“Anna Nicole Smith: You Don’t Know Me” / Review : The Fame Finds People and Won’t Let Them Go

“Anna Nicole Smith: You Don’t Know Me” / Review : The Fame Finds People and Won’t Let Them Go

In recent years, we’ve witnessed a wave of film projects telling the personal stories of celebrity women such as ”This Is Paris,” “Demi Lovato: Dancing With The Devil,” “Billie Eilish: The World’s A Little Blurry,” “Framing Britney Spears,” “Pamela, A Love Story,” “Pretty Baby: Brooke Shields” and now “Anna Nicole Smith: You Don’t Know Me.”

Often they were targets for paparazzi. Their image was usually misrepresented to the world and they were often maligned. Twisted stereotypes haunted and followed them for years, and some never came back from the dark side. To this day, people have revisited these stories, and, by doing so, provided more context and clarity to the public as to who they were. That was the case with Playboy model Anna Nicole Smith who died from an accidental drug overdose in 2007 at age 39.

For Smith, her high-octane personal life started in the dusty town of Mexia, Texas. The film charts her evolution from Vickie Lynn Hogan, an attention-obsessed young girl, as she bounced between her mother and aunt’s home. She dropped out of high school in her sophomore year, worked at a local chicken joint, and got married at 17, which led to her giving birth to her son Daniel.

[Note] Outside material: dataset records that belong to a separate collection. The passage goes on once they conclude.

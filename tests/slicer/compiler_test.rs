//! Compiled query shapes, cross-dialect validity and determinism.

mod common;

use common::assert_parses;
use slicer::slicer::{compile, Field, Pagination, Request, SlicerError};
use slicer::sql::dialect::{Dialect, SqlDialect};
use slicer::sql::expr::{lit_str, sum, table_col, ExprExt};
use slicer::sql::query::{JoinType, SortDir, TableRef};
use slicer::sql::types::TimeUnit;

fn date_field(dialect: Dialect) -> Vec<Field> {
    vec![Field::new(
        "date",
        dialect.truncate_date(table_col("traffic", "dt"), TimeUnit::Day),
    )]
}

fn clicks_by_date(dialect: Dialect) -> Request {
    Request::new(TableRef::new("traffic"))
        .metric("clicks", sum(table_col("traffic", "clicks")))
        .dimension("date", date_field(dialect))
}

/// Joins, filters, two references and an explicit page.
fn full_request(dialect: Dialect) -> Request {
    clicks_by_date(dialect)
        .join(
            JoinType::Left,
            TableRef::new("accounts"),
            table_col("traffic", "account_id").eq(table_col("accounts", "id")),
        )
        .metric("spend", sum(table_col("traffic", "spend")))
        .dimension(
            "account",
            vec![
                Field::new("account_id0", table_col("accounts", "id")),
                Field::new("account_label", table_col("accounts", "name")),
            ],
        )
        .filter(table_col("traffic", "dt").gte(lit_str("2024-01-01")))
        .having(sum(table_col("traffic", "clicks")).gt(0))
        .reference("wow", "date")
        .reference("mom_d", "date")
        .paginate(Pagination {
            limit: Some(50),
            offset: Some(10),
            order: vec![("clicks".into(), SortDir::Desc)],
        })
}

// ============================================================================
// Scenarios
// ============================================================================

#[test]
fn test_week_over_week_shape() {
    let compiled = compile(&clicks_by_date(Dialect::DuckDb).reference("wow", "date"), Dialect::DuckDb)
        .unwrap();
    assert_eq!(compiled.index, ["date"]);
    assert_eq!(compiled.columns, ["clicks", "clicks_wow"]);
    assert!(!compiled.explicit_order);
}

#[test]
fn test_week_over_week_delta_shape() {
    let compiled = compile(
        &clicks_by_date(Dialect::DuckDb).reference("wow_d", "date"),
        Dialect::DuckDb,
    )
    .unwrap();
    assert_eq!(compiled.columns, ["clicks", "clicks_wow_d"]);
    let sql = compiled.to_sql(Dialect::DuckDb);
    assert!(
        sql.contains("\"sq0\".\"clicks\" - \"sq1\".\"clicks\" AS \"clicks_wow_d\""),
        "{sql}"
    );
}

#[test]
fn test_full_request_layout() {
    let compiled = compile(&full_request(Dialect::Postgres), Dialect::Postgres).unwrap();
    assert_eq!(compiled.index, ["date", "account_id0", "account_label"]);
    assert_eq!(
        compiled.columns,
        ["clicks", "spend", "clicks_wow", "spend_wow", "clicks_mom_d", "spend_mom_d"]
    );
    assert!(compiled.explicit_order);

    let sql = compiled.to_sql(Dialect::Postgres);
    // Each copy keeps the join, the filter and the HAVING clause.
    assert_eq!(sql.matches("LEFT JOIN \"accounts\"").count(), 3, "{sql}");
    assert_eq!(
        sql.matches("HAVING SUM(\"traffic\".\"clicks\") > 0").count(),
        3,
        "{sql}"
    );
    assert!(
        sql.contains("WHERE \"traffic\".\"dt\" + INTERVAL '4 week' >= '2024-01-01'"),
        "{sql}"
    );
    assert!(
        sql.ends_with("ORDER BY \"clicks\" DESC\nLIMIT 50 OFFSET 10"),
        "{sql}"
    );
}

#[test]
fn test_metrics_only() {
    let request = Request::new(TableRef::new("traffic"))
        .metric("clicks", sum(table_col("traffic", "clicks")));
    let compiled = compile(&request, Dialect::Postgres).unwrap();
    assert!(compiled.index.is_empty());
    assert_eq!(
        compiled.to_sql(Dialect::Postgres),
        "SELECT\n  SUM(\"traffic\".\"clicks\") AS \"clicks\"\nFROM \"traffic\""
    );
}

#[test]
fn test_tsql_page_follows_order() {
    let request = clicks_by_date(Dialect::TSql).paginate(Pagination {
        limit: Some(20),
        offset: None,
        order: vec![],
    });
    let sql = compile(&request, Dialect::TSql).unwrap().to_sql(Dialect::TSql);
    assert!(
        sql.ends_with("ORDER BY [date]\nOFFSET 0 ROWS FETCH NEXT 20 ROWS ONLY"),
        "{sql}"
    );
}

// ============================================================================
// Validity and determinism
// ============================================================================

#[test]
fn test_full_request_parses_in_every_dialect() {
    for dialect in Dialect::ALL {
        let sql = compile(&full_request(dialect), dialect).unwrap().to_sql(dialect);
        assert_parses(&sql, dialect);
    }
}

#[test]
fn test_compile_twice_is_identical() {
    for dialect in Dialect::ALL {
        let request = full_request(dialect);
        let first = compile(&request, dialect).unwrap();
        let second = compile(&request, dialect).unwrap();
        assert_eq!(first.to_sql(dialect), second.to_sql(dialect), "{dialect}");
    }
}

#[test]
fn test_reference_copies_do_not_share_the_outer_filter() {
    let request = clicks_by_date(Dialect::DuckDb)
        .filter(table_col("traffic", "dt").lt(lit_str("2024-02-01")))
        .reference("wow", "date")
        .reference("yoy", "date");
    let sql = compile(&request, Dialect::DuckDb)
        .unwrap()
        .to_sql(Dialect::DuckDb);

    assert_eq!(
        sql.matches("WHERE \"traffic\".\"dt\" < '2024-02-01'").count(),
        1,
        "{sql}"
    );
    assert!(
        sql.contains("WHERE \"traffic\".\"dt\" + INTERVAL '1 week' < '2024-02-01'"),
        "{sql}"
    );
    assert!(
        sql.contains("WHERE \"traffic\".\"dt\" + INTERVAL '52 week' < '2024-02-01'"),
        "{sql}"
    );
}

// ============================================================================
// Errors
// ============================================================================

#[test]
fn test_errors_are_reported_before_rendering() {
    let request = Request::new(TableRef::new("traffic")).dimension("date", date_field(Dialect::DuckDb));
    assert_eq!(
        compile(&request, Dialect::DuckDb).unwrap_err().to_string(),
        "At least one metric is required"
    );

    let request = clicks_by_date(Dialect::DuckDb).rollup("account");
    assert_eq!(
        compile(&request, Dialect::DuckDb).unwrap_err().to_string(),
        "Rollup dimension 'account' is not in the request"
    );

    let request = clicks_by_date(Dialect::MySql).rollup("date");
    assert!(matches!(
        compile(&request, Dialect::MySql),
        Err(SlicerError::RollupNotSupported {
            dialect: Dialect::MySql
        })
    ));
}

#[test]
fn test_empty_metrics_checked_first() {
    let request = Request::new(TableRef::new("traffic"))
        .dimension("date", date_field(Dialect::MySql))
        .reference("dod", "date")
        .rollup("device");
    assert!(matches!(
        compile(&request, Dialect::MySql),
        Err(SlicerError::EmptyMetrics)
    ));
}

#[test]
fn test_reference_output_colliding_with_metric() {
    let request = clicks_by_date(Dialect::Sqlite)
        .metric("clicks_wow", sum(table_col("traffic", "spend")))
        .reference("wow", "date");
    assert!(matches!(
        compile(&request, Dialect::Sqlite),
        Err(SlicerError::DuplicateKey { key }) if key == "clicks_wow"
    ));
}

#[test]
fn test_metric_colliding_with_dimension() {
    let request = clicks_by_date(Dialect::DuckDb).metric("date", sum(table_col("traffic", "spend")));
    assert!(matches!(
        compile(&request, Dialect::DuckDb),
        Err(SlicerError::DuplicateKey { key }) if key == "date"
    ));
}
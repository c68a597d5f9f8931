//! Per-engine rendering rules.
//!
//! Each engine is a unit struct implementing [`SqlDialect`]; the trait's
//! defaults describe the Postgres family and every other engine overrides
//! only what differs. [`Dialect`] is the serializable handle the rest of the
//! crate passes around.
//!
//! | Engine | Quotes | Truncation | Shift | Rollup |
//! |--------|--------|------------|-------|--------|
//! | Postgres, DuckDB, Redshift | `"x"` | `DATE_TRUNC` | `x - INTERVAL '1 week'` | yes |
//! | Snowflake | `"x"` | `DATE_TRUNC` | `DATEADD(week, -1, x)` | yes |
//! | BigQuery | `` `x` `` | `TIMESTAMP_TRUNC` | `x - INTERVAL 1 WEEK` | yes |
//! | Databricks | `` `x` `` | `DATE_TRUNC` | `x - INTERVAL 1 WEEK` | yes |
//! | T-SQL | `[x]` | `DATETRUNC` | `DATEADD(week, -1, x)` | yes |
//! | MySQL | `` `x` `` | per unit | `x - INTERVAL 1 WEEK` | no |
//! | SQLite | `"x"` | `DATETIME` modifiers | `DATETIME(x, '-7 days')` | no |

mod bigquery;
mod databricks;
mod duckdb;
pub mod helpers;
mod mysql;
mod postgres;
mod redshift;
mod snowflake;
mod sqlite;
mod tsql;

use std::fmt;

use serde::{Deserialize, Serialize};

pub use bigquery::BigQuery;
pub use databricks::Databricks;
pub use duckdb::DuckDb;
pub use mysql::MySql;
pub use postgres::Postgres;
pub use redshift::Redshift;
pub use snowflake::Snowflake;
pub use sqlite::Sqlite;
pub use tsql::TSql;

use super::expr::Expr;
use super::token::TokenStream;
use super::types::TimeUnit;

/// Opening and closing identifier quote.
#[derive(Debug, Clone, Copy, PartialEq, Eq)]
pub enum QuoteStyle {
    Double,
    Backtick,
    Bracket,
}

impl QuoteStyle {
    fn delimiters(self) -> (char, char) {
        match self {
            QuoteStyle::Double => ('"', '"'),
            QuoteStyle::Backtick => ('`', '`'),
            QuoteStyle::Bracket => ('[', ']'),
        }
    }
}

pub trait SqlDialect: fmt::Debug {
    fn name(&self) -> &'static str;

    fn quote_style(&self) -> QuoteStyle {
        QuoteStyle::Double
    }

    /// Engines without a boolean type compare against `1`/`0`.
    fn numeric_booleans(&self) -> bool {
        false
    }

    /// Wrap `ident` in the engine's quotes, doubling any closing quote inside.
    fn quote_identifier(&self, ident: &str) -> String {
        let (open, close) = self.quote_style().delimiters();
        let escaped = ident.replace(close, &format!("{close}{close}"));
        format!("{open}{escaped}{close}")
    }

    fn quote_string(&self, s: &str) -> String {
        helpers::single_quoted(s)
    }

    fn format_bool(&self, b: bool) -> &'static str {
        match (self.numeric_booleans(), b) {
            (true, true) => "1",
            (true, false) => "0",
            (false, true) => "true",
            (false, false) => "false",
        }
    }

    fn emit_limit_offset(&self, limit: Option<u64>, offset: Option<u64>) -> TokenStream {
        helpers::limit_offset(limit, offset)
    }

    /// Pagination is only legal after an ORDER BY.
    fn requires_order_by_for_offset(&self) -> bool {
        false
    }

    /// `GROUP BY a, ROLLUP((b), (c, d))` is available.
    fn supports_rollup(&self) -> bool {
        true
    }

    /// Start of the `unit` containing `expr`.
    fn truncate_date(&self, expr: Expr, unit: TimeUnit) -> Expr {
        helpers::date_trunc(expr, unit)
    }

    /// `expr` moved by `amount` units; negative amounts move back in time.
    fn shift_date(&self, expr: Expr, amount: i64, unit: TimeUnit) -> Expr {
        helpers::interval_arithmetic(expr, amount, unit)
    }

    fn emit_interval(&self, amount: i64, unit: TimeUnit) -> TokenStream {
        helpers::quoted_interval(amount, unit)
    }
}

#[derive(Debug, Clone, Copy, PartialEq, Eq, Hash, Default, Serialize, Deserialize)]
#[serde(rename_all = "lowercase")]
pub enum Dialect {
    #[default]
    DuckDb,
    TSql,
    MySql,
    Postgres,
    Snowflake,
    BigQuery,
    Redshift,
    Databricks,
    Sqlite,
}

impl Dialect {
    pub const ALL: [Dialect; 9] = [
        Dialect::DuckDb,
        Dialect::TSql,
        Dialect::MySql,
        Dialect::Postgres,
        Dialect::Snowflake,
        Dialect::BigQuery,
        Dialect::Redshift,
        Dialect::Databricks,
        Dialect::Sqlite,
    ];

    pub fn dialect(&self) -> &'static dyn SqlDialect {
        match self {
            Dialect::DuckDb => &DuckDb,
            Dialect::TSql => &TSql,
            Dialect::MySql => &MySql,
            Dialect::Postgres => &Postgres,
            Dialect::Snowflake => &Snowflake,
            Dialect::BigQuery => &BigQuery,
            Dialect::Redshift => &Redshift,
            Dialect::Databricks => &Databricks,
            Dialect::Sqlite => &Sqlite,
        }
    }

    /// Case-insensitive lookup by display name or a common alias.
    pub fn from_name(name: &str) -> Option<Self> {
        let name = name.to_lowercase();
        let alias = match name.as_str() {
            "mssql" | "sqlserver" => "tsql",
            "postgresql" => "postgres",
            other => other,
        };
        Self::ALL.into_iter().find(|d| d.name() == alias)
    }
}

macro_rules! delegate {
    ($(fn $method:ident(&self $(, $arg:ident: $ty:ty)*) -> $ret:ty;)*) => {
        $(
            fn $method(&self $(, $arg: $ty)*) -> $ret {
                self.dialect().$method($($arg),*)
            }
        )*
    };
}

impl SqlDialect for Dialect {
    delegate! {
        fn name(&self) -> &'static str;
        fn quote_style(&self) -> QuoteStyle;
        fn numeric_booleans(&self) -> bool;
        fn quote_identifier(&self, ident: &str) -> String;
        fn quote_string(&self, s: &str) -> String;
        fn format_bool(&self, b: bool) -> &'static str;
        fn emit_limit_offset(&self, limit: Option<u64>, offset: Option<u64>) -> TokenStream;
        fn requires_order_by_for_offset(&self) -> bool;
        fn supports_rollup(&self) -> bool;
        fn truncate_date(&self, expr: Expr, unit: TimeUnit) -> Expr;
        fn shift_date(&self, expr: Expr, amount: i64, unit: TimeUnit) -> Expr;
        fn emit_interval(&self, amount: i64, unit: TimeUnit) -> TokenStream;
    }
}

impl fmt::Display for Dialect {
    fn fmt(&self, f: &mut fmt::Formatter<'_>) -> fmt::Result {
        f.write_str(self.name())
    }
}
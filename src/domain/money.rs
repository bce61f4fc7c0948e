/// Money is represented as integer cents to avoid floating-point precision issues.
/// For EUR/USD, 1 unit = 100 cents, so €50.00 = 5000 cents.
pub type Cents = i64;

/// Format cents as a human-readable currency string.
/// Example: 5000 -> "50.00", -1234 -> "-12.34"
pub fn format_cents(cents: Cents) -> String {
    let sign = if cents < 0 { "-" } else { "" };
    let abs_cents = cents.unsigned_abs();
    let units = abs_cents / 100;
    let remainder = abs_cents % 100;
    format!("{}{}.{:02}", sign, units, remainder)
}

/// Add a deposit to a balance, refusing to wrap around on overflow.
pub fn credit(balance: Cents, amount: Cents) -> Option<Cents> {
    balance.checked_add(amount)
}

/// Subtract a withdrawal from a balance.
/// Returns `None` when the balance does not cover the amount.
pub fn debit(balance: Cents, amount: Cents) -> Option<Cents> {
    if balance < amount {
        return None;
    }
    balance.checked_sub(amount)
}

#[cfg(test)]
mod tests {
    use super::*;

    #[test]
    fn test_format_cents() {
        assert_eq!(format_cents(5000), "50.00");
        assert_eq!(format_cents(1234), "12.34");
        assert_eq!(format_cents(1), "0.01");
        assert_eq!(format_cents(0), "0.00");
        assert_eq!(format_cents(-1), "-0.01");
        assert_eq!(format_cents(i64::MIN), "-92233720368547758.08");
    }

    #[test]
    fn test_credit() {
        assert_eq!(credit(0, 500), Some(500));
        assert_eq!(credit(i64::MAX, 1), None);
    }

    #[test]
    fn test_debit() {
        assert_eq!(debit(500, 200), Some(300));
        assert_eq!(debit(300, 300), Some(0));
        assert_eq!(debit(300, 9999), None);
    }
}
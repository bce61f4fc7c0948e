use chrono::{DateTime, Utc};
use serde::{Deserialize, Serialize};
use uuid::Uuid;

use super::Cents;

pub type WalletId = Uuid;

/// A wallet holds a non-negative balance in the smallest currency unit.
/// The balance is the authoritative current state; it is never derived from
/// the operation log.
#[derive(Debug, Clone, Serialize, Deserialize)]
pub struct Wallet {
    pub id: WalletId,
    pub balance: Cents,
    pub created_at: DateTime<Utc>,
    pub updated_at: DateTime<Utc>,
}

impl Wallet {
    /// Create a wallet with a fresh random ID.
    pub fn new(balance: Cents) -> Self {
        let now = Utc::now();
        Self {
            id: Uuid::new_v4(),
            balance,
            created_at: now,
            updated_at: now,
        }
    }
}

/// Balance read result, as exposed to clients.
#[derive(Debug, Clone, Copy, PartialEq, Eq, Serialize, Deserialize)]
#[serde(rename_all = "camelCase")]
pub struct WalletBalance {
    pub wallet_id: WalletId,
    pub balance: Cents,
}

Soon after, she left her husband and moved with her baby to Houston where she eventually changed her name and made the pilgrimage to Los Angeles like so many others. What separates her from the crowd is that she was also a calculating architect of her own life and public image — a single mother who landed the life-changing opportunity to become Playboy’s 1993 Playmate of the Year. That led Smith to be a model for Guess jeans which put her on the celebrity map.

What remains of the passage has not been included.